**What you should do:** Answer with a number only, stating how many lines of the records hold the word "watch".

Collected data:

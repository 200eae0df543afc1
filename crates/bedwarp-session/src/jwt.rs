//! Compact JWS parsing and ES384 verification.
//!
//! Only the pieces the login flow needs: split a token into its three
//! segments, decode the payload, and check an ES384 signature over
//! `header.payload`.

use base64::alphabet;
use base64::engine::general_purpose::{GeneralPurpose, GeneralPurposeConfig};
use base64::engine::DecodePaddingMode;
use base64::Engine;
use p384::ecdsa::signature::Verifier;
use p384::ecdsa::{Signature, VerifyingKey};
use serde_json::Value;

use crate::AuthError;

/// Base64url that accepts tokens with or without padding.
pub(crate) const BASE64_URL: GeneralPurpose = GeneralPurpose::new(
    &alphabet::URL_SAFE,
    GeneralPurposeConfig::new()
        .with_encode_padding(false)
        .with_decode_padding_mode(DecodePaddingMode::Indifferent),
);

/// A token split into its segments. Borrowed from the input string.
#[derive(Debug, Clone, Copy)]
pub(crate) struct CompactJws<'a> {
    signing_input: &'a str,
    payload: &'a str,
    signature: &'a str,
}

impl<'a> CompactJws<'a> {
    pub(crate) fn parse(token: &'a str) -> Result<Self, AuthError> {
        let mut parts = token.trim().splitn(3, '.');
        let (Some(header), Some(payload), Some(signature)) =
            (parts.next(), parts.next(), parts.next())
        else {
            return Err(AuthError::MalformedToken("token does not have three segments".into()));
        };
        if header.is_empty() || payload.is_empty() || signature.contains('.') {
            return Err(AuthError::MalformedToken("token segments are malformed".into()));
        }
        let trimmed = token.trim();
        Ok(Self {
            signing_input: &trimmed[..header.len() + 1 + payload.len()],
            payload,
            signature,
        })
    }

    /// Decodes the payload segment as JSON.
    pub(crate) fn claims(&self) -> Result<Value, AuthError> {
        let raw = BASE64_URL
            .decode(self.payload)
            .map_err(|e| AuthError::MalformedToken(format!("payload is not base64url: {e}")))?;
        serde_json::from_slice(&raw)
            .map_err(|e| AuthError::MalformedToken(format!("payload is not JSON: {e}")))
    }

    /// Checks the ES384 signature against `key`. Any decoding problem
    /// with the signature counts as a failed verification.
    pub(crate) fn verify(&self, key: &VerifyingKey) -> Result<(), AuthError> {
        let raw = BASE64_URL
            .decode(self.signature)
            .map_err(|_| AuthError::SignatureInvalid)?;
        let signature = Signature::from_slice(&raw).map_err(|_| AuthError::SignatureInvalid)?;
        key.verify(self.signing_input.as_bytes(), &signature)
            .map_err(|_| AuthError::SignatureInvalid)
    }
}
use std::net::SocketAddr;
use std::sync::atomic::{AtomicBool, Ordering};
use std::sync::Arc;
use std::time::Duration;

use bedwarp_transport::{
    Connection, ListenerEvents, Pong, RakNetClient, RakNetConfig, RakNetTransport, Transport,
};

struct TestEvents {
    refuse: AtomicBool,
}

impl TestEvents {
    fn new() -> Arc<Self> {
        Arc::new(Self { refuse: AtomicBool::new(false) })
    }
}

impl ListenerEvents for TestEvents {
    fn on_connection_request(&self, _addr: SocketAddr) -> bool {
        !self.refuse.load(Ordering::Relaxed)
    }

    fn on_query(&self, _addr: SocketAddr) -> Option<Pong> {
        Some(Pong {
            motd: "Test Proxy".into(),
            sub_motd: "sub".into(),
            player_count: 3,
            max_player_count: 10,
            ..Pong::default()
        })
    }
}

async fn listen(events: Arc<TestEvents>) -> RakNetTransport {
    RakNetTransport::bind("127.0.0.1:0", events).await.unwrap()
}

async fn accept(transport: &mut RakNetTransport) -> bedwarp_transport::RakNetConnection {
    tokio::time::timeout(Duration::from_secs(5), transport.accept())
        .await
        .expect("accept timed out")
        .unwrap()
}

#[tokio::test]
async fn test_ping_returns_advertisement() {
    let transport = listen(TestEvents::new()).await;

    let ad = RakNetClient::ping(transport.local_addr()).await.unwrap();

    let fields: Vec<&str> = ad.split(';').collect();
    assert_eq!(fields[0], "MCPE");
    assert_eq!(fields[1], "Test Proxy");
    assert_eq!(fields[4], "3");
    assert_eq!(fields[5], "10");
    assert_eq!(fields[6], transport.guid().to_string());
}

#[tokio::test]
async fn test_handshake_yields_connection() {
    let mut transport = listen(TestEvents::new()).await;

    let client = RakNetClient::connect(transport.local_addr()).await.unwrap();
    let conn = accept(&mut transport).await;

    assert_eq!(conn.peer_addr(), client.local_addr().unwrap());
}

#[tokio::test]
async fn test_game_packets_flow_both_ways() {
    let mut transport = listen(TestEvents::new()).await;
    let mut client = RakNetClient::connect(transport.local_addr()).await.unwrap();
    let conn = accept(&mut transport).await;

    client.send_game(b"hello server").await.unwrap();
    assert_eq!(conn.recv().await.unwrap().unwrap(), b"hello server");

    conn.send(b"hello client").await.unwrap();
    assert_eq!(&client.recv_game().await.unwrap().unwrap()[..], b"hello client");
}

#[tokio::test]
async fn test_large_payload_is_split_and_reassembled() {
    let mut transport = listen(TestEvents::new()).await;
    let mut client = RakNetClient::connect(transport.local_addr()).await.unwrap();
    let conn = accept(&mut transport).await;

    let big: Vec<u8> = (0..6000u32).map(|i| (i % 251) as u8).collect();

    conn.send(&big).await.unwrap();
    assert_eq!(client.recv_game().await.unwrap().unwrap().to_vec(), big);

    client.send_game(&big).await.unwrap();
    assert_eq!(conn.recv().await.unwrap().unwrap(), big);
}

#[tokio::test]
async fn test_client_disconnect_ends_recv() {
    let mut transport = listen(TestEvents::new()).await;
    let client = RakNetClient::connect(transport.local_addr()).await.unwrap();
    let conn = accept(&mut transport).await;

    client.disconnect().await.unwrap();

    let next = tokio::time::timeout(Duration::from_secs(5), conn.recv()).await.unwrap();
    assert!(next.unwrap().is_none());
}

#[tokio::test]
async fn test_server_close_notifies_client() {
    let mut transport = listen(TestEvents::new()).await;
    let mut client = RakNetClient::connect(transport.local_addr()).await.unwrap();
    let conn = accept(&mut transport).await;

    conn.close().await.unwrap();
    conn.close().await.unwrap();

    assert!(client.recv_game().await.unwrap().is_none());
    assert!(conn.send(b"late").await.is_err());
}

#[tokio::test]
async fn test_refused_connection_gets_no_reply() {
    let events = TestEvents::new();
    events.refuse.store(true, Ordering::Relaxed);
    let transport = listen(events).await;

    let result = RakNetClient::connect(transport.local_addr()).await;

    assert!(result.is_err());
}

#[tokio::test]
async fn test_shutdown_stops_accept_and_notifies_peers() {
    let mut transport = listen(TestEvents::new()).await;
    let mut client = RakNetClient::connect(transport.local_addr()).await.unwrap();
    let _conn = accept(&mut transport).await;

    transport.shutdown().await.unwrap();

    assert!(client.recv_game().await.unwrap().is_none());
    assert!(transport.accept().await.is_err());
}

#[tokio::test]
async fn test_silent_peer_times_out() {
    let config = RakNetConfig {
        peer_timeout: Duration::from_millis(200),
        ..RakNetConfig::default()
    };
    let mut transport =
        RakNetTransport::bind_with("127.0.0.1:0", TestEvents::new(), config).await.unwrap();
    let _client = RakNetClient::connect(transport.local_addr()).await.unwrap();
    let conn = accept(&mut transport).await;

    // The sweep runs once a second.
    let next = tokio::time::timeout(Duration::from_secs(5), conn.recv()).await.unwrap();
    assert!(next.unwrap().is_none());
}
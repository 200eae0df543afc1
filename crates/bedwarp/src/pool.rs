//! Bounded worker pool for work sessions hand off.
//!
//! Sessions push their slow steps (identity verification) through
//! [`WorkerPool::run`] so at most `size` of them are in flight at once.
//! Tasks start in whatever order permits are granted.
//!
//! Shutdown closes the pool to new work, gives running tasks a grace
//! period, then aborts whatever is left.

use std::future::Future;
use std::sync::atomic::{AtomicBool, Ordering};
use std::sync::Arc;
use std::time::Duration;

use parking_lot::Mutex;
use tokio::sync::{oneshot, Semaphore};
use tokio::task::JoinSet;
use tracing::{debug, warn};

/// Why a task did not produce a result.
#[derive(Debug, thiserror::Error)]
pub enum PoolError {
    /// The pool was shut down before the task could start.
    #[error("worker pool is shut down")]
    Closed,

    /// The task was aborted during shutdown or panicked.
    #[error("worker task was cancelled")]
    Cancelled,
}

pub struct WorkerPool {
    permits: Arc<Semaphore>,
    tasks: Mutex<JoinSet<()>>,
    size: usize,
    terminated: AtomicBool,
}

impl WorkerPool {
    /// Creates a pool running at most `size` tasks at a time. Zero is
    /// raised to one.
    pub fn new(size: usize) -> Self {
        let size = size.clamp(1, Semaphore::MAX_PERMITS);
        Self {
            permits: Arc::new(Semaphore::new(size)),
            tasks: Mutex::new(JoinSet::new()),
            size,
            terminated: AtomicBool::new(false),
        }
    }

    pub fn size(&self) -> usize {
        self.size
    }

    /// Permits not currently held by a task.
    pub fn available(&self) -> usize {
        self.permits.available_permits()
    }

    /// Runs `task` on the pool and waits for its output.
    ///
    /// Waits for a free permit first.
    ///
    /// # Errors
    /// [`PoolError::Closed`] if the pool shut down before the task started,
    /// [`PoolError::Cancelled`] if it was aborted or panicked.
    pub async fn run<F, T>(&self, task: F) -> Result<T, PoolError>
    where
        F: Future<Output = T> + Send + 'static,
        T: Send + 'static,
    {
        let permit = Arc::clone(&self.permits)
            .acquire_owned()
            .await
            .map_err(|_| PoolError::Closed)?;
        let (tx, rx) = oneshot::channel();

        {
            let mut tasks = self.tasks.lock();
            // Shutdown may have taken the set between acquire and here.
            if self.permits.is_closed() {
                return Err(PoolError::Closed);
            }
            while tasks.try_join_next().is_some() {}
            tasks.spawn(async move {
                let output = task.await;
                drop(permit);
                let _ = tx.send(output);
            });
        }

        rx.await.map_err(|_| PoolError::Cancelled)
    }

    /// Stops accepting work, waits up to `grace` for running tasks, then
    /// aborts the rest. Idempotent.
    pub async fn shutdown(&self, grace: Duration) {
        self.permits.close();
        let mut tasks = std::mem::take(&mut *self.tasks.lock());

        let drained = tokio::time::timeout(grace, async {
            while tasks.join_next().await.is_some() {}
        })
        .await;
        if drained.is_err() {
            warn!(remaining = tasks.len(), "worker tasks outlived the grace period, aborting");
            tasks.shutdown().await;
        }

        self.terminated.store(true, Ordering::Release);
        debug!(size = self.size, "worker pool terminated");
    }

    /// Whether [`shutdown`](Self::shutdown) has completed.
    pub fn is_terminated(&self) -> bool {
        self.terminated.load(Ordering::Acquire)
    }
}

impl std::fmt::Debug for WorkerPool {
    fn fmt(&self, f: &mut std::fmt::Formatter<'_>) -> std::fmt::Result {
        f.debug_struct("WorkerPool")
            .field("size", &self.size)
            .field("available", &self.available())
            .field("terminated", &self.is_terminated())
            .finish()
    }
}

#[cfg(test)]
mod tests {
    use std::sync::atomic::AtomicUsize;

    use super::*;

    #[tokio::test]
    async fn test_run_returns_task_output() {
        let pool = WorkerPool::new(2);
        assert_eq!(pool.run(async { 40 + 2 }).await.unwrap(), 42);
        assert_eq!(pool.available(), 2);
    }

    #[tokio::test]
    async fn test_size_zero_is_raised() {
        assert_eq!(WorkerPool::new(0).size(), 1);
    }

    #[tokio::test]
    async fn test_concurrency_is_bounded() {
        let pool = Arc::new(WorkerPool::new(2));
        let running = Arc::new(AtomicUsize::new(0));
        let peak = Arc::new(AtomicUsize::new(0));

        let mut callers = JoinSet::new();
        for _ in 0..8 {
            let pool = Arc::clone(&pool);
            let running = Arc::clone(&running);
            let peak = Arc::clone(&peak);
            callers.spawn(async move {
                pool.run(async move {
                    let now = running.fetch_add(1, Ordering::SeqCst) + 1;
                    peak.fetch_max(now, Ordering::SeqCst);
                    tokio::time::sleep(Duration::from_millis(10)).await;
                    running.fetch_sub(1, Ordering::SeqCst);
                })
                .await
            });
        }
        while let Some(result) = callers.join_next().await {
            result.unwrap().unwrap();
        }

        assert!(peak.load(Ordering::SeqCst) <= 2);
    }

    #[tokio::test]
    async fn test_run_after_shutdown_is_closed() {
        let pool = WorkerPool::new(1);
        pool.shutdown(Duration::from_millis(10)).await;

        assert!(pool.is_terminated());
        assert!(matches!(pool.run(async {}).await, Err(PoolError::Closed)));
    }

    #[tokio::test]
    async fn test_panicking_task_is_cancelled() {
        let pool = WorkerPool::new(1);
        let result = pool
            .run(async {
                let fail = true;
                if fail {
                    panic!("boom");
                }
            })
            .await;
        assert!(matches!(result, Err(PoolError::Cancelled)));
    }

    #[tokio::test(start_paused = true)]
    async fn test_shutdown_aborts_after_grace() {
        let pool = Arc::new(WorkerPool::new(1));
        let caller = {
            let pool = Arc::clone(&pool);
            tokio::spawn(async move {
                pool.run(tokio::time::sleep(Duration::from_secs(3600))).await
            })
        };
        // Let the task start.
        tokio::time::sleep(Duration::from_millis(1)).await;

        pool.shutdown(Duration::from_secs(1)).await;

        assert!(pool.is_terminated());
        assert!(matches!(caller.await.unwrap(), Err(PoolError::Cancelled)));
    }

    #[tokio::test]
    async fn test_shutdown_waits_for_short_tasks() {
        let pool = Arc::new(WorkerPool::new(1));
        let caller = {
            let pool = Arc::clone(&pool);
            tokio::spawn(async move {
                pool.run(async {
                    tokio::time::sleep(Duration::from_millis(20)).await;
                    7
                })
                .await
            })
        };
        tokio::time::sleep(Duration::from_millis(5)).await;

        pool.shutdown(Duration::from_secs(5)).await;

        assert_eq!(caller.await.unwrap().unwrap(), 7);
    }
}
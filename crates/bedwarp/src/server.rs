//! `ProxyServer` startup, the accept loop, and shutdown.
//!
//! This is the entry point for running the proxy. It ties the layers
//! together: RakNet transport → per-connection handler → session registry.
//! [`ProxyServer::start`] binds the listener and returns a [`ProxyHandle`];
//! nothing is global, so several proxies can run in one process on
//! different ports.

use std::net::SocketAddr;
use std::sync::atomic::{AtomicBool, Ordering};
use std::sync::Arc;

use bedwarp_session::{Authenticator, ChainAuthenticator, SessionRegistry};
use bedwarp_tick::{Ticker, TickerConfig};
use bedwarp_transport::{
    Connection, ListenerEvents, Pong, RakNetTransport, Transport, TransportError,
};
use tokio::sync::watch;
use tokio::task::{JoinHandle, JoinSet};
use tracing::{debug, error, info, trace, warn};

use crate::handler::handle_connection;
use crate::{BedwarpError, LifecycleObserver, ServerConfig, WorkerPool};

/// Shared state passed to each connection handler task.
pub(crate) struct ProxyState<A> {
    pub(crate) config: ServerConfig,
    pub(crate) auth: Arc<A>,
    pub(crate) registry: Arc<SessionRegistry>,
    pub(crate) pool: Arc<WorkerPool>,
    /// Flips to `true` once shutdown starts.
    pub(crate) shutdown: watch::Receiver<bool>,
}

impl<A: Authenticator> ProxyState<A> {
    pub(crate) fn new(
        config: ServerConfig,
        auth: A,
        registry: Arc<SessionRegistry>,
        pool: Arc<WorkerPool>,
        shutdown: watch::Receiver<bool>,
    ) -> Self {
        Self { config, auth: Arc::new(auth), registry, pool, shutdown }
    }
}

// ---------------------------------------------------------------------------
// Discovery
// ---------------------------------------------------------------------------

/// Answers the listener's offline callbacks.
struct Advertiser {
    pong: Pong,
    registry: Arc<SessionRegistry>,
    shutting_down: Arc<AtomicBool>,
}

impl Advertiser {
    fn new(config: &ServerConfig, registry: Arc<SessionRegistry>, shutting_down: Arc<AtomicBool>) -> Self {
        let pong = Pong {
            motd: config.motd.clone(),
            sub_motd: config.sub_motd.clone(),
            protocol_version: u32::try_from(config.codec.protocol_version()).unwrap_or_default(),
            version: config.codec.minecraft_version().to_string(),
            max_player_count: config.max_players,
            game_type: config.game_mode.clone(),
            ipv4_port: config.bind_port,
            ..Pong::default()
        };
        Self { pong, registry, shutting_down }
    }
}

**Answer to this problem:** 3